▶ **ACTIVITY**:
In the records that follow, how many lines contain the word "String"? Give only that figure.

▶ **DATA FOR ANALYSIS**:
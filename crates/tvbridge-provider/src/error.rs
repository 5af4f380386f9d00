//! Provider error taxonomy.
//!
//! Validation failures (`InvalidReference`, `UnsupportedRecurrence`) are
//! raised before any mutating backend call; `Conflict` and `Backend`
//! surface unchanged because the backend is authoritative and no local
//! recovery is possible.

use thiserror::Error;
use tvbridge_api::tvservice::TvServiceError;

/// Failure of a provider operation.
#[derive(Debug, Error)]
#[allow(clippy::module_name_repetitions)]
pub enum ProviderError {
    /// A referenced program or schedule id did not resolve.
    #[error("{field}: no entity with id {id}")]
    InvalidReference {
        /// Name of the offending reference field.
        field: &'static str,
        /// The id that failed to resolve.
        id: String,
    },

    /// The backend reported a boolean failure on a create or delete.
    #[error("the backend rejected the schedule operation")]
    Conflict,

    /// The requested recurrence has no backend pattern.
    #[error("unsupported recurrence: {reason}")]
    UnsupportedRecurrence {
        /// Why the pattern cannot be represented.
        reason: String,
    },

    /// The backend sent a field this layer cannot interpret.
    #[error("malformed {field} from backend: {value:?}")]
    MalformedUpstreamData {
        /// Name of the malformed field.
        field: &'static str,
        /// The offending raw value.
        value: String,
    },

    /// Transport-level failure, propagated as-is.
    #[error(transparent)]
    Backend(#[from] TvServiceError),
}

impl ProviderError {
    /// Whether this is a transport-level 404 from the backend.
    #[must_use]
    pub fn is_backend_not_found(&self) -> bool {
        matches!(self, Self::Backend(e) if e.is_not_found())
    }
}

▶ **YOUR SOLUTION**:
3